So, workers with monocular vision whose brains have 
compensated so that they could functionally see; workers 
whose high blood pressure is controlled by medication; and 
workers who wear corrective lenses to reach 20/20 vision 
were no longer substantially limited by their impairments, 
and their employers were free to discriminate against them.   
 
It didn't matter that every one of those workers was denied 
a job because they had that very same condition; monocular 
vision, high blood pressure, myopia.  They have no recourse, 
because they have effectively treated their disability.  
 
That's like saying it doesn't matter that I have epilepsy -- 
if I take Phenobarbital to control my seizures, and I do -- 
I am not disabled, and am not protected by ADA.   
 
The Supreme Court wrote me out of my own bill!
 
Well, excuse me, but I wrote this law.  That is not what 
Congress said.  In fact, the House and Senate Committees 
that passed ADA wrote in their reports that corrective 
measures should not -- should not -- be taken into account 
when determining whether a worker has a disability.
 
Thanks to the occluded legal vision of a handful of 
conservative jurists, it is becoming safe once again to 
discriminate against disabled Americans seeking jobs.  Since 
these Supreme Court decisions, most lower courts have 
applied the Court's interpretation to deny ADA coverage to 
people with disabilities like epilepsy, multiple sclerosis, 
cancer, bipolar disorder and diabetes.
 
This threat of judicial activism can only grow.  We got a 
taste of that this year when President Bush nominated 
Jeffrey Sutton, a known opponent of ADA, to the U.S. Court 
of Appeals.  
 
As a lawyer, Sutton branded core protections passed by 
Congress for the disabled as improper and unneeded.  He 
persuaded the Supreme Court to prohibit state employees with 
disabilities from suing their employers. He argued that 
disabled people should be segregated in institutions.  

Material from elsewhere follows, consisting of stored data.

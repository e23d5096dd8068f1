//! secp256k1 signing of node-built transactions.

use k256::ecdsa::SigningKey;
use sha2::{Digest, Sha256};
use std::fmt;
use thiserror::Error;

pub const SIGNATURE_BYTES: usize = 65;

/// Offset added to the recovery id in the trailing signature byte.
const RECOVERY_OFFSET: u8 = 27;

#[derive(Error, Debug, PartialEq, Eq)]
pub enum SignerError {
    #[error("invalid private key: {0}")]
    InvalidKey(String),
    #[error("invalid hex in {field}: {message}")]
    Hex { field: &'static str, message: String },
    #[error("transaction id does not match its raw data")]
    DigestMismatch,
    #[error("signing failed: {0}")]
    Signing(String),
}

/// Holds the sender's private key. The key never leaves this type and
/// `Debug` does not print it.
#[derive(Clone)]
pub struct TransactionSigner {
    key: SigningKey,
}

impl TransactionSigner {
    pub fn from_hex(private_key: &str) -> Result<Self, SignerError> {
        let trimmed = private_key.trim().trim_start_matches("0x");
        let bytes = hex::decode(trimmed).map_err(|e| SignerError::InvalidKey(e.to_string()))?;
        if bytes.len() != 32 {
            return Err(SignerError::InvalidKey(format!(
                "expected 32 bytes, got {}",
                bytes.len()
            )));
        }

        let key = SigningKey::from_slice(&bytes).map_err(|e| SignerError::InvalidKey(e.to_string()))?;
        Ok(Self { key })
    }

    /// Signs a 32-byte digest, returning `r || s || v` with `v = recovery_id + 27`.
    pub fn sign_digest(&self, digest: &[u8; 32]) -> Result<[u8; SIGNATURE_BYTES], SignerError> {
        let (signature, recovery_id) = self
            .key
            .sign_prehash_recoverable(digest)
            .map_err(|e| SignerError::Signing(e.to_string()))?;

        let mut out = [0u8; SIGNATURE_BYTES];
        out[..64].copy_from_slice(&signature.to_bytes());
        out[64] = recovery_id.to_byte() + RECOVERY_OFFSET;
        Ok(out)
    }

    /// Signs a node-built transaction. The id must be the SHA-256 of the raw
    /// data, otherwise the node handed back something we did not ask for.
    pub fn sign_transaction(&self, raw_data_hex: &str, tx_id: &str) -> Result<String, SignerError> {
        let raw = hex::decode(raw_data_hex).map_err(|e| SignerError::Hex {
            field: "raw_data_hex",
            message: e.to_string(),
        })?;
        let claimed = hex::decode(tx_id).map_err(|e| SignerError::Hex {
            field: "txID",
            message: e.to_string(),
        })?;

        let digest: [u8; 32] = Sha256::digest(&raw).into();
        if claimed.as_slice() != digest.as_slice() {
            return Err(SignerError::DigestMismatch);
        }

        Ok(hex::encode(self.sign_digest(&digest)?))
    }

    pub fn verifying_key_bytes(&self) -> Vec<u8> {
        self.key
            .verifying_key()
            .to_encoded_point(false)
            .as_bytes()
            .to_vec()
    }
}

impl fmt::Debug for TransactionSigner {
    fn fmt(&self, f: &mut fmt::Formatter<'_>) -> fmt::Result {
        f.write_str("TransactionSigner(<redacted>)")
    }
}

Sutton is a disaster for our community, but President Bush 
nominated him and the United States Senate let him through.
 
And Judge Sutton is only the beginning.  There are 16 
vacancies in the Circuit Courts today, and twenty-five more 
in the trial courts.  The next President could nominate 
three or more justices to a Supreme Court that has ADA cases 
on the docket this fall and can expect more tests in the 
near future.
 
If the next President packs our courts with jurists who 
reverse the plain meaning of the law -- as this Supreme Court 
has -- or who batter ADA with strained versions of States' 
Rights reasoning -- as this Supreme Court has -- or who deny 
workers meaningful accommodations -- as this Supreme Court 
has -- ADA will be no more.  
 
Any candidate asking for our support must answer this 
question: will you work to appoint judges who understand the 
importance of broadening, not narrowing, access for the 
disabled to work?
 
Second, to reverse the damage caused by these decisions, we 
should only support those candidates who pledge to restore 
ADA to its original goals and purposes.
 
We must restore the coverage of people with disabilities 
under ADA, undo the restrictions placed by the Supreme Court 
on the classes of people protected by the law, and reopen 
the remedies available to those who successfully prove ADA 
violations.   We must restore the responsibility for 
employers to comply with the requirement for meaningful 
accommodations.  
 
And we must reverse the Court's decisions that permit people 
with diabetes, heart conditions, cancer and epilepsy to lose 
their legal rights, because medications make them "too 
functional" to be protected under the law.
 
The time is right for a candidate for President to propose 
an Americans with Disabilities Rights Restoration Act, 
because we want our right to work restored. 
 
Third, I believe we should only support those candidates who 
pledge to use the federal government's massive purchasing 
power to increase the employment of people with disabilities 
in the private sector.
 
Seventy-percent of blind and disabled Americans don't have 
jobs. The federal government is the world's largest buyer of 
goods; and I say it's time to put its purchasing power 
behind the economic empowerment of people with disabilities.  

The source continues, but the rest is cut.